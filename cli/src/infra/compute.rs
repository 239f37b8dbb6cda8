//! Compute Engine REST client implementing the `ComputeApi` port.

use std::time::Duration;

use reqwest::{Client, Response};
use serde::Serialize;
use serde::de::DeserializeOwned;

use crate::application::ports::{ComputeApi, InstanceGroupPage, Operation};
use crate::domain::ComputeError;
use crate::domain::config::ComputeConfig;

/// HTTP client for the zonal instance group endpoints of the compute API.
pub struct GceComputeClient {
    client: Client,
    endpoint: String,
    access_token: Option<String>,
}

#[derive(Serialize)]
struct DeleteInstancesRequest<'a> {
    instances: &'a [String],
}

impl GceComputeClient {
    /// # Errors
    ///
    /// Returns an error if the HTTP client cannot be built.
    pub fn new(config: &ComputeConfig, access_token: Option<String>) -> anyhow::Result<Self> {
        let client = Client::builder()
            .timeout(Duration::from_secs(config.timeout_secs))
            .user_agent(concat!("gce-backend/", env!("CARGO_PKG_VERSION")))
            .build()?;
        if access_token.is_none() {
            tracing::warn!("no compute API access token configured; requests are unauthenticated");
        }
        Ok(Self {
            client,
            endpoint: config.endpoint.trim_end_matches('/').to_string(),
            access_token,
        })
    }

    fn zone_url(&self, project: &str, zone: &str) -> String {
        format!("{}/projects/{project}/zones/{zone}", self.endpoint)
    }

    async fn post<B: Serialize, T: DeserializeOwned>(
        &self,
        url: &str,
        query: &[(&str, String)],
        body: &B,
    ) -> Result<T, ComputeError> {
        let mut request = self.client.post(url).query(query).json(body);
        if let Some(token) = &self.access_token {
            request = request.bearer_auth(token);
        }
        tracing::debug!(url, "compute API request");
        let response = request
            .send()
            .await
            .map_err(|e| ComputeError::Transport(e.to_string()))?;
        handle_response(response).await
    }
}

async fn handle_response<T: DeserializeOwned>(response: Response) -> Result<T, ComputeError> {
    let status = response.status();
    if status.is_success() {
        return response
            .json()
            .await
            .map_err(|e| ComputeError::Decode(e.to_string()));
    }
    let body = response.text().await.unwrap_or_default();
    Err(ComputeError::Http {
        status: status.as_u16(),
        message: error_message(&body),
    })
}

/// The `error.message` of a compute API error body, or the raw body.
fn error_message(body: &str) -> String {
    serde_json::from_str::<serde_json::Value>(body)
        .ok()
        .and_then(|v| v.pointer("/error/message")?.as_str().map(str::to_string))
        .unwrap_or_else(|| body.trim().to_string())
}

impl ComputeApi for GceComputeClient {
    async fn list_instances_in_group(
        &self,
        project: &str,
        group: &str,
        zone: &str,
        page_size: u32,
        page_token: Option<&str>,
    ) -> Result<InstanceGroupPage, ComputeError> {
        let url = format!(
            "{}/instanceGroups/{group}/listInstances",
            self.zone_url(project, zone)
        );
        let mut query = vec![("maxResults", page_size.to_string())];
        if let Some(token) = page_token {
            query.push(("pageToken", token.to_string()));
        }
        self.post(&url, &query, &serde_json::json!({})).await
    }

    async fn delete_instances(
        &self,
        project: &str,
        group: &str,
        zone: &str,
        urls: &[String],
    ) -> Result<Operation, ComputeError> {
        let url = format!(
            "{}/instanceGroupManagers/{group}/deleteInstances",
            self.zone_url(project, zone)
        );
        self.post(&url, &[], &DeleteInstancesRequest { instances: urls })
            .await
    }
}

** About this exercise **
Show every line in the records above that contains the word "InstanceGroupPage".

** Reply **
use crate::application::ports::{ComputeApi, InstanceGroupPage, Operation};
    ) -> Result<InstanceGroupPage, ComputeError> {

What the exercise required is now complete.